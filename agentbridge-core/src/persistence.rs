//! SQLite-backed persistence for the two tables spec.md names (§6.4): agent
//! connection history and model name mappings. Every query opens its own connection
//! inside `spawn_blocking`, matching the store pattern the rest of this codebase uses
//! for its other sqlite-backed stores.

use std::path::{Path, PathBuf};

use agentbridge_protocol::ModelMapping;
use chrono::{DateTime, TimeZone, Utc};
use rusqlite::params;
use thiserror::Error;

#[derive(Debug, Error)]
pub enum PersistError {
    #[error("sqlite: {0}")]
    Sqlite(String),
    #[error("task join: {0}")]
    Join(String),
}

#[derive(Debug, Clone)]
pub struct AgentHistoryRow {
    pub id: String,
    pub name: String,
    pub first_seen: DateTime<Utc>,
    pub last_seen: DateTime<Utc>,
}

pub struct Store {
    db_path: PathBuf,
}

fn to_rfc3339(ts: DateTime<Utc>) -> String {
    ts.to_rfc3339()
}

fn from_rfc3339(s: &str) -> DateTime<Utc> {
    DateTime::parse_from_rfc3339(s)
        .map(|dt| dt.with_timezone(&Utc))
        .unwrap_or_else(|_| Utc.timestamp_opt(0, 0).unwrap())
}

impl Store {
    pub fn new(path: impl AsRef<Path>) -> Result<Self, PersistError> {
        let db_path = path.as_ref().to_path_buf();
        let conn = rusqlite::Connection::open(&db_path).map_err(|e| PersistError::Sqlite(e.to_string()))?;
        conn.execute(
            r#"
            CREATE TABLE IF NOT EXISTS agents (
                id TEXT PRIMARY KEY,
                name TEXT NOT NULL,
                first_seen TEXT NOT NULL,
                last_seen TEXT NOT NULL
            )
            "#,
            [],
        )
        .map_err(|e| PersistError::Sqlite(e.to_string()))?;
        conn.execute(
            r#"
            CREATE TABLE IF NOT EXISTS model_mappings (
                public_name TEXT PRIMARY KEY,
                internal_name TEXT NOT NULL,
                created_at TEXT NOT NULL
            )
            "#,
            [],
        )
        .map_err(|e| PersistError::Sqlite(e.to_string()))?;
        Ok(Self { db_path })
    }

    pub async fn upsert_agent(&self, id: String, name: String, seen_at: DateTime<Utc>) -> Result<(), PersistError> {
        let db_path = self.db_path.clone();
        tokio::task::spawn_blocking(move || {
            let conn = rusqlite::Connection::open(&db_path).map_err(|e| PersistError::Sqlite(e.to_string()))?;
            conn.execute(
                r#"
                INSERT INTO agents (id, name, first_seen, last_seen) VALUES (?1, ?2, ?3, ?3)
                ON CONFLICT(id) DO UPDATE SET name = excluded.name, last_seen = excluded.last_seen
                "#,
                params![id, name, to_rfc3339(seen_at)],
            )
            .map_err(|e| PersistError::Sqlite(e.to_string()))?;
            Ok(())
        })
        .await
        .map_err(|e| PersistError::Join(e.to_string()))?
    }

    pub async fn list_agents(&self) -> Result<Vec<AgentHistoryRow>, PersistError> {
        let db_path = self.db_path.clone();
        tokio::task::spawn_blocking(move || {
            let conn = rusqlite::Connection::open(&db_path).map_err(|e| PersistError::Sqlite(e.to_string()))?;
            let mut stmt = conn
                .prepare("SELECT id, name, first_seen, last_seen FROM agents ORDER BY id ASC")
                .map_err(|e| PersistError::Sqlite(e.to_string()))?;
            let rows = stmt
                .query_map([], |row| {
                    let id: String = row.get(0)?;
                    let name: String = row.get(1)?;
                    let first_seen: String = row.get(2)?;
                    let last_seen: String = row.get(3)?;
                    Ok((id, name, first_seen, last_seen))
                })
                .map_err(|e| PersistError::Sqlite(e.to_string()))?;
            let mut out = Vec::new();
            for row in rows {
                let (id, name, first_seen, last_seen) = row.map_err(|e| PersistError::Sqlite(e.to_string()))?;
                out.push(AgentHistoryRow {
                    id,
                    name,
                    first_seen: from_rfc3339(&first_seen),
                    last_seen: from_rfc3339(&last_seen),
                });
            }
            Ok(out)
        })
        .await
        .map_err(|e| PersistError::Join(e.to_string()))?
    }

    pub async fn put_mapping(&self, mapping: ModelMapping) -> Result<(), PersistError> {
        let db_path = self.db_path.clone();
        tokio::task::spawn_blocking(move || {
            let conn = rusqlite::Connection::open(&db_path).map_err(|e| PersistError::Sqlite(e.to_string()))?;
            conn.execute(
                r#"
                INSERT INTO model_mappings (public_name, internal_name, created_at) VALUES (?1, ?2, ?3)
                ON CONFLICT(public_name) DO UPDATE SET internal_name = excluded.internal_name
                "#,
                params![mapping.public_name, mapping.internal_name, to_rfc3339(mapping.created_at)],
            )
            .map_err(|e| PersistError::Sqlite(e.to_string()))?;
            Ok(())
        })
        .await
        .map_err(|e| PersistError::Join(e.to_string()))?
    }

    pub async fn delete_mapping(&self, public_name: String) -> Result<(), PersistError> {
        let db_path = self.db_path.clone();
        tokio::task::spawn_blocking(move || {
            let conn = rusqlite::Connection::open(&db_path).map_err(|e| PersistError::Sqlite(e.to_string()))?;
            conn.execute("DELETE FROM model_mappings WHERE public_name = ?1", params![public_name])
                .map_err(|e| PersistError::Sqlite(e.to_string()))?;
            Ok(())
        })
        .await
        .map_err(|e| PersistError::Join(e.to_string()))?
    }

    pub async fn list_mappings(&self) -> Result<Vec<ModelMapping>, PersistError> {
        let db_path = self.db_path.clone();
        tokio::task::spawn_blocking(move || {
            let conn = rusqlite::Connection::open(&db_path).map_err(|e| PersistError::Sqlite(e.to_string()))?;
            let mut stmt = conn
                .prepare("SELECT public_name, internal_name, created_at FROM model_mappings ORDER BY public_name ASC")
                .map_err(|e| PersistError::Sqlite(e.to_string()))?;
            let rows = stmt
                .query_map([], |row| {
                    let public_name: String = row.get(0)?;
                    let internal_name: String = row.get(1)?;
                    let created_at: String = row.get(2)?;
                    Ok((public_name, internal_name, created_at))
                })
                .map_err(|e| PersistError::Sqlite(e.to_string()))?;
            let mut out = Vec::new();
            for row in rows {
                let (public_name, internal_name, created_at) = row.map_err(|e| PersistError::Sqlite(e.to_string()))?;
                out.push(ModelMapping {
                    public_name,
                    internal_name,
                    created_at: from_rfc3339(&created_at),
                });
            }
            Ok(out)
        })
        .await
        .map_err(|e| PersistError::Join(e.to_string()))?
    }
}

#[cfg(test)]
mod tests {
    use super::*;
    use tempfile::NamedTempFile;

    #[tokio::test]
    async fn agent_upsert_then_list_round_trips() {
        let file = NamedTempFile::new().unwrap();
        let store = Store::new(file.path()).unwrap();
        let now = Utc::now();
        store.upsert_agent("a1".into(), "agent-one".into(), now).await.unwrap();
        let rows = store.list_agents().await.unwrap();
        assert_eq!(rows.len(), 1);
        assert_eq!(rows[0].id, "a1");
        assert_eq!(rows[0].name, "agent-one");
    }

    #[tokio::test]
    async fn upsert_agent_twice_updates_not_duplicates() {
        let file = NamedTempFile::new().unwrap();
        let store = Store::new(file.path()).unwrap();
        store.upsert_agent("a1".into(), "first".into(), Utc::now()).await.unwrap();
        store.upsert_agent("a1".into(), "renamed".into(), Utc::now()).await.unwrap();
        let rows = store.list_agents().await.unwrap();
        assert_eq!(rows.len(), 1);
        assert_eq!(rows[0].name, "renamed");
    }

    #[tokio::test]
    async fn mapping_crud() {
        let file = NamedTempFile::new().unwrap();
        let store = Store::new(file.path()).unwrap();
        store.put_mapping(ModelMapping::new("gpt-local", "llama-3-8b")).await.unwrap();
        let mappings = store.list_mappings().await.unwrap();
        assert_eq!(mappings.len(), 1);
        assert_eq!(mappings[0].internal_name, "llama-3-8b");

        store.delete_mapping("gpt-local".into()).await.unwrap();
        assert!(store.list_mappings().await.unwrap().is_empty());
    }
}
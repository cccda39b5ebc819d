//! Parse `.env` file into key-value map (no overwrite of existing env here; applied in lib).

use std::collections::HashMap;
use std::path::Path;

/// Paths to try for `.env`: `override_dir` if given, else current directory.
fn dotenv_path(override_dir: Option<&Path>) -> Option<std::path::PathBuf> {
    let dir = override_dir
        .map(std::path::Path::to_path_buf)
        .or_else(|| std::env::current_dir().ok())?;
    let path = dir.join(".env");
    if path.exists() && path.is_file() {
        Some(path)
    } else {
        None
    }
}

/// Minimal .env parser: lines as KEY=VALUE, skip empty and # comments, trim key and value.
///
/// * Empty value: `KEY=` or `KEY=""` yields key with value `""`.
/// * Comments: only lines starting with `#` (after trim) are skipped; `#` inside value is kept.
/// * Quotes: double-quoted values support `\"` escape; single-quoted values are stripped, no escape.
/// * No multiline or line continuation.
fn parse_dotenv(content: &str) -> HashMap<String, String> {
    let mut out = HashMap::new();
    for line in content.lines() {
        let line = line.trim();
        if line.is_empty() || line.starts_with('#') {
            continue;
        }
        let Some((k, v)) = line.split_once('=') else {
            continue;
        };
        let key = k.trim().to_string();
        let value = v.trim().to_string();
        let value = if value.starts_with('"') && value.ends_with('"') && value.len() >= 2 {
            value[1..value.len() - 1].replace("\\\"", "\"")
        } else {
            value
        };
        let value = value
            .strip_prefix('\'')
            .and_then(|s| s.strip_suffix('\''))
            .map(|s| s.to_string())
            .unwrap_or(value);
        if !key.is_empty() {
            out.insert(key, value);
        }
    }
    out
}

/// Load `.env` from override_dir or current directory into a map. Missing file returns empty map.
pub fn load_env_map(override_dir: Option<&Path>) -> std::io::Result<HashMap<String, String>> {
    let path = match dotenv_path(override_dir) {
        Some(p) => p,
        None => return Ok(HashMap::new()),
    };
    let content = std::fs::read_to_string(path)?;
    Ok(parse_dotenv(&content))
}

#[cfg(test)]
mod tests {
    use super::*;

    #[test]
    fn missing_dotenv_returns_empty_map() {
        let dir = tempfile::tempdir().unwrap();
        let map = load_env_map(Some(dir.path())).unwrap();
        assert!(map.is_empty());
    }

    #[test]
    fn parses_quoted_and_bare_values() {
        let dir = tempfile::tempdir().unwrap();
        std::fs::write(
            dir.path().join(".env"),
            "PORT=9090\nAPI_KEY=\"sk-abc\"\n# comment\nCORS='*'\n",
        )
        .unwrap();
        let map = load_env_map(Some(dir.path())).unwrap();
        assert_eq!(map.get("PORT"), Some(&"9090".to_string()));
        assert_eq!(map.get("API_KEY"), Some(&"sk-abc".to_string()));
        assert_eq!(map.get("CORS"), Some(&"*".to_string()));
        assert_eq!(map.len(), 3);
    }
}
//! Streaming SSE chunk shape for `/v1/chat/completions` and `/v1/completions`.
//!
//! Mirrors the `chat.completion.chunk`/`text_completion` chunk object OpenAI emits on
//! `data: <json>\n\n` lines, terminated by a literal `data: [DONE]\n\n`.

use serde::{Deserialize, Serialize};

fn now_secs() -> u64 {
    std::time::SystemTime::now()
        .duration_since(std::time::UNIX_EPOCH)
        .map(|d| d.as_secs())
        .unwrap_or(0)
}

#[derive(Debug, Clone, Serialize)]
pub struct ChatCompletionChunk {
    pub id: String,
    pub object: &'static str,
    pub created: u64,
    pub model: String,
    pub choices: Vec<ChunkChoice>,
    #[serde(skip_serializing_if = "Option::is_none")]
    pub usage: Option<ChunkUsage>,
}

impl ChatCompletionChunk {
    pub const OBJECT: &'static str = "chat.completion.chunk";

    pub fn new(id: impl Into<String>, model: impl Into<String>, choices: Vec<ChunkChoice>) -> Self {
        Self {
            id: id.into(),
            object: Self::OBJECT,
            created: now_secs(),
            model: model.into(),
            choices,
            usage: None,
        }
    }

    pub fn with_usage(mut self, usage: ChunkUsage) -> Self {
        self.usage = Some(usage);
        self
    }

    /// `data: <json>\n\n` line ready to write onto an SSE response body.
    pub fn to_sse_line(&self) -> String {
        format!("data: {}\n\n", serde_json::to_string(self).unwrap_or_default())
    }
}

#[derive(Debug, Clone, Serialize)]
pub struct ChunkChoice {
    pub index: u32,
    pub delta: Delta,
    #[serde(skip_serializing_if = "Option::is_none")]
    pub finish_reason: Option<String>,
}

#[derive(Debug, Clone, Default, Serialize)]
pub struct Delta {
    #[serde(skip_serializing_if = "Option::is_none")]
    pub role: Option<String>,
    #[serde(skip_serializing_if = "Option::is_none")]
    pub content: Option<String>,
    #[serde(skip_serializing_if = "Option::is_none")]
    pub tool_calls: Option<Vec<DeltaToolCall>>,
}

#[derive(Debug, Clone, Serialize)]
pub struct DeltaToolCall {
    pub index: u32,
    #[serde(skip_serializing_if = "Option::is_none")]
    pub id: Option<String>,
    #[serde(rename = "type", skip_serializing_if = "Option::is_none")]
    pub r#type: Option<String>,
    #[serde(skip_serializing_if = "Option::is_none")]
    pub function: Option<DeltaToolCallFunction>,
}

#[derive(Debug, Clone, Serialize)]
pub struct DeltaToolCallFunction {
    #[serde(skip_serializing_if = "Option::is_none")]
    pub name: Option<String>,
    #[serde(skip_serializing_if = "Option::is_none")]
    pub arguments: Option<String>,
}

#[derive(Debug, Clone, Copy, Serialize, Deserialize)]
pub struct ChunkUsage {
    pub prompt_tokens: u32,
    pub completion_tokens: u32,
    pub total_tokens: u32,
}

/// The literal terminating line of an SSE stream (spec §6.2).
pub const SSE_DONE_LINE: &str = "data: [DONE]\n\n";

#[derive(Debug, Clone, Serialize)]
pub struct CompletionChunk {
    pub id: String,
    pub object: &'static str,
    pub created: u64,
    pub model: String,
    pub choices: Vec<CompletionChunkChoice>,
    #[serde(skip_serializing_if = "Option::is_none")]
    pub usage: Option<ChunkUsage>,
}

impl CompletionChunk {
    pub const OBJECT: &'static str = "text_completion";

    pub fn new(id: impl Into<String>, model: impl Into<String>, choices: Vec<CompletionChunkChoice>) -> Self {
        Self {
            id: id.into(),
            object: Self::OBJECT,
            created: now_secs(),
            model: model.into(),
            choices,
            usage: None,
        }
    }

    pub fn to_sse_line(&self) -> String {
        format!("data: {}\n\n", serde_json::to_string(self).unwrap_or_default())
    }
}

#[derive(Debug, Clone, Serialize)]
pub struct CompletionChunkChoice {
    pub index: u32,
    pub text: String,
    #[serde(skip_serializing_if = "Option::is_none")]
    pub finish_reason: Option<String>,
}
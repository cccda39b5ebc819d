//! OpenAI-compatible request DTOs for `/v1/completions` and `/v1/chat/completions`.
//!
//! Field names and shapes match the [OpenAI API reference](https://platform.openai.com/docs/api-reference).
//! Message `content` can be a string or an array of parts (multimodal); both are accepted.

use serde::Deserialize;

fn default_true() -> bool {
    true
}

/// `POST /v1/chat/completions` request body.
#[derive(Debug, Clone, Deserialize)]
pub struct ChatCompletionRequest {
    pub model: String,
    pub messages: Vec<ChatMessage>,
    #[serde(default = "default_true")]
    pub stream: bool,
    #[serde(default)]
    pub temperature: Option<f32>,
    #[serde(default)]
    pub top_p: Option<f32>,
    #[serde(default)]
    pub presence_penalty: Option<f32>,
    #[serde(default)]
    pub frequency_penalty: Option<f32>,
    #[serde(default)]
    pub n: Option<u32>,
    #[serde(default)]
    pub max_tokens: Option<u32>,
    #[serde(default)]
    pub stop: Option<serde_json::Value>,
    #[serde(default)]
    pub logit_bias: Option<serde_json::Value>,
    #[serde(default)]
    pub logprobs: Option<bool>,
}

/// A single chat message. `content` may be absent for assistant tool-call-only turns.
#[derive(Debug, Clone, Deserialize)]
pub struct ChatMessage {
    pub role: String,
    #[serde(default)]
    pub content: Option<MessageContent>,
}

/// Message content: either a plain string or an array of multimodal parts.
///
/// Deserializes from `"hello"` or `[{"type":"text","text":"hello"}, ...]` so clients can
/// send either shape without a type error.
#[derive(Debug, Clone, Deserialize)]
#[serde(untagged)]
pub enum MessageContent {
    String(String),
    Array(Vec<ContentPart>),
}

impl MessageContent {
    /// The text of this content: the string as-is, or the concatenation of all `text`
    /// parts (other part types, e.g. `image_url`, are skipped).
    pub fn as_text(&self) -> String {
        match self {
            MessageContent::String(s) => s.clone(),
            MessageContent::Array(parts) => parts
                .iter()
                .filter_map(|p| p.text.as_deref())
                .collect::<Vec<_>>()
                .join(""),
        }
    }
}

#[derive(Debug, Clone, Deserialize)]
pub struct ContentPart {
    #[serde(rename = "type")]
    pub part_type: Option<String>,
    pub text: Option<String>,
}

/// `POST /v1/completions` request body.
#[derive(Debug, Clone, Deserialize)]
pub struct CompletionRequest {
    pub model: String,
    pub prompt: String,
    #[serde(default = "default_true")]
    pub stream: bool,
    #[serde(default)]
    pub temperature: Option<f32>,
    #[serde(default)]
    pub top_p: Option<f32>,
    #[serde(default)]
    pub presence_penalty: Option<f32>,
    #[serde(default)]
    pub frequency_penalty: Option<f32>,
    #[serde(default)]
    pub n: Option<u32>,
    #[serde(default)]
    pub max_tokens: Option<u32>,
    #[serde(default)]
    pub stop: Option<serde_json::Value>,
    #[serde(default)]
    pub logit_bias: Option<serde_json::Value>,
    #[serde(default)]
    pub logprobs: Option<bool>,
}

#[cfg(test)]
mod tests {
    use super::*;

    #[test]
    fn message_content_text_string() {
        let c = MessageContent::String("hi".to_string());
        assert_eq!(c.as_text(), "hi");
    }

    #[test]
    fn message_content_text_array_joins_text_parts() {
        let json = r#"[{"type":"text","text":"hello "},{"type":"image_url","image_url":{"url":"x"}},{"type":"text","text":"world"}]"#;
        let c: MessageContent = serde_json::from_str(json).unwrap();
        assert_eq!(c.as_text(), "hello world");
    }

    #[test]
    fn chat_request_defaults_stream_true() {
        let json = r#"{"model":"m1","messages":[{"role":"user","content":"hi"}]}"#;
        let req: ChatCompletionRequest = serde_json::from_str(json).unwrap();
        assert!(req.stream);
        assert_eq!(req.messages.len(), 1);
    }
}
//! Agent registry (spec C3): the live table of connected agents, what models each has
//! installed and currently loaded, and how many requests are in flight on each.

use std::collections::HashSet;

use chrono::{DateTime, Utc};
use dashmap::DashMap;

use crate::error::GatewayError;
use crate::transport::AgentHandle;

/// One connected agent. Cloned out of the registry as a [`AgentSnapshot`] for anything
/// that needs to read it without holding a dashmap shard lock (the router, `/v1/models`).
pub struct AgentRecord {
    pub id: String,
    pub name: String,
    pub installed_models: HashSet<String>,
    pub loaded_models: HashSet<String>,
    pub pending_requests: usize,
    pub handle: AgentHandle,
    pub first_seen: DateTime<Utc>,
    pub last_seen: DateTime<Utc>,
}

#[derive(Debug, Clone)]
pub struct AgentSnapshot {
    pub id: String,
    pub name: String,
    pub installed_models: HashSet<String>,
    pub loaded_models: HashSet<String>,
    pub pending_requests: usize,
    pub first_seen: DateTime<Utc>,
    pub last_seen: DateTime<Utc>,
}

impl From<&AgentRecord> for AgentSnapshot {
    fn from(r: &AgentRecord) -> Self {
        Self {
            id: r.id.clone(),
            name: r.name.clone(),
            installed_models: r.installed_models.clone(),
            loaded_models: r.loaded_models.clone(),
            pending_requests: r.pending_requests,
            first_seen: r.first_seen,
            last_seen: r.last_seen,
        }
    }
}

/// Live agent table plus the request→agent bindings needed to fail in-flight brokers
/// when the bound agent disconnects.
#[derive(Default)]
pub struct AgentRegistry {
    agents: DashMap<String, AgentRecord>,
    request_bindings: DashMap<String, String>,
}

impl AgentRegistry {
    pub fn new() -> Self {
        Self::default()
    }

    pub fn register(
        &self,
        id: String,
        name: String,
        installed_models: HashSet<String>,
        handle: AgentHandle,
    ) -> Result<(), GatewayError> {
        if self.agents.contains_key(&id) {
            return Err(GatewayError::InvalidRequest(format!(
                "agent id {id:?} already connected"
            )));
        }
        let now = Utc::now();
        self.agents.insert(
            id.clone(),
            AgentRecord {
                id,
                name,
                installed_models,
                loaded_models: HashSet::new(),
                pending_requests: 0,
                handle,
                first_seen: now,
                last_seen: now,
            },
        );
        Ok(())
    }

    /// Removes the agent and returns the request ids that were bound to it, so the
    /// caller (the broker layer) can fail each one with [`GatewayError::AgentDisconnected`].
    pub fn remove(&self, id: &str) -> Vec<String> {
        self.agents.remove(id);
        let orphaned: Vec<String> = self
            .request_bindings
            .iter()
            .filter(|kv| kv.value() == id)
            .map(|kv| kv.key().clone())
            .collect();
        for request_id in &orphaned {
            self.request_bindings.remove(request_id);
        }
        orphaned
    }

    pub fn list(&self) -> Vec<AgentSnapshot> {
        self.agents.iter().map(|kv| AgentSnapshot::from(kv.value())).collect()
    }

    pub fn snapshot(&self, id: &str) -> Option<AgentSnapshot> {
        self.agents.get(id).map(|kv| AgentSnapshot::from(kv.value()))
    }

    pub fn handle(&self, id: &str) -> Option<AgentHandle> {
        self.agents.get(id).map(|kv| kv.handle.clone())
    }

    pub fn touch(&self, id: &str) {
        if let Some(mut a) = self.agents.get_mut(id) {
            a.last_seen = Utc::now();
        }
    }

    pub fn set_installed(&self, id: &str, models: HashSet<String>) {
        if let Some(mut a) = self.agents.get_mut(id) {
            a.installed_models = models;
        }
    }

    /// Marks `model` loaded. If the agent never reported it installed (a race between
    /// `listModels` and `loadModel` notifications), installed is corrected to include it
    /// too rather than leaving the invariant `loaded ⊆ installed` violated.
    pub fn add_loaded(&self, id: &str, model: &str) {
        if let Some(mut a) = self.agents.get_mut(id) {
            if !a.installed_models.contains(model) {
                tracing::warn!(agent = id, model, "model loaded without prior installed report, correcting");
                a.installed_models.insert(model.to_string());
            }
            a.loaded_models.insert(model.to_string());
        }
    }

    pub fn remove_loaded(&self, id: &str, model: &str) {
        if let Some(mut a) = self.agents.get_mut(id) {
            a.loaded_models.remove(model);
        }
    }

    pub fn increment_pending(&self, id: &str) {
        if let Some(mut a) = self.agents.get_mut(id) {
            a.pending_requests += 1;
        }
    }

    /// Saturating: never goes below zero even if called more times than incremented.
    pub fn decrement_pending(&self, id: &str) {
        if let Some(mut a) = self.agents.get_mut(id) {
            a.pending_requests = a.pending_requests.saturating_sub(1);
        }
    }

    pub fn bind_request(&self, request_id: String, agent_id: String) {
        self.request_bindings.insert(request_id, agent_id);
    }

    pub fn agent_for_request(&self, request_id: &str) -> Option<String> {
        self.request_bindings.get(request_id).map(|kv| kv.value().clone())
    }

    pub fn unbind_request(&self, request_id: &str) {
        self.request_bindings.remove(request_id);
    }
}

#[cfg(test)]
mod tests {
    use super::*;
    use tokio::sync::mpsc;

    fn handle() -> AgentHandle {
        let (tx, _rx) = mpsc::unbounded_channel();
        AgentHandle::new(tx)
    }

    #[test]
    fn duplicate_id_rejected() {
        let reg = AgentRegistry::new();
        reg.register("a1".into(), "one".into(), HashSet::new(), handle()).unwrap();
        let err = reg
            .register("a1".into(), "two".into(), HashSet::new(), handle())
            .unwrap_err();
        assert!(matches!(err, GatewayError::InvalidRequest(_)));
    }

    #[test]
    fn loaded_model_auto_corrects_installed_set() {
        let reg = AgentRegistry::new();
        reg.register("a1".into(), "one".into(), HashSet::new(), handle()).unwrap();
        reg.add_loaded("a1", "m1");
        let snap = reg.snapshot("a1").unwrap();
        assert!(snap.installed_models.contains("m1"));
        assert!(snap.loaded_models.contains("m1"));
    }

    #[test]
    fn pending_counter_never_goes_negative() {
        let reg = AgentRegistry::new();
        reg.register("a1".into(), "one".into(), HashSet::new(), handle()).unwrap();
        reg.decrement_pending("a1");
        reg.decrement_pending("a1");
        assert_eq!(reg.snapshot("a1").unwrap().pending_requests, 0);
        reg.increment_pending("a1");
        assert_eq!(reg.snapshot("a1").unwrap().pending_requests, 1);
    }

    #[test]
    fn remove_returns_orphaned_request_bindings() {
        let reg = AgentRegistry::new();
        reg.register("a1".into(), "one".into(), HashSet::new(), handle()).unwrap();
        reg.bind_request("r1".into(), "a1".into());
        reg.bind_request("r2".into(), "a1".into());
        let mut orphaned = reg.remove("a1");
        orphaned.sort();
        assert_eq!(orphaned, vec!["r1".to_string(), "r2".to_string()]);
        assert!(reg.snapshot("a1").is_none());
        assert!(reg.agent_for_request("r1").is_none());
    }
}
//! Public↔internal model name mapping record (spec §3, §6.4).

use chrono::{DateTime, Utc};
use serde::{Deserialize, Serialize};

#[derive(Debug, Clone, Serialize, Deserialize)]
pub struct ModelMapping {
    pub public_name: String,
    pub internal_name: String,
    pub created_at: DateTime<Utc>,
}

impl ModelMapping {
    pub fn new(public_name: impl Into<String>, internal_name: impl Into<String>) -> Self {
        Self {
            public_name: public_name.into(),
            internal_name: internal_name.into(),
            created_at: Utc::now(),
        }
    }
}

------------------------------------------------

**Problem requirements**:
From the material above, please return each line containing "data".

**The answer**:
//! `data: <json>\n\n` lines, terminated by a literal `data: [DONE]\n\n`.
    /// `data: <json>\n\n` line ready to write onto an SSE response body.
        format!("data: {}\n\n", serde_json::to_string(self).unwrap_or_default())
pub const SSE_DONE_LINE: &str = "data: [DONE]\n\n";
        format!("data: {}\n\n", serde_json::to_string(self).unwrap_or_default())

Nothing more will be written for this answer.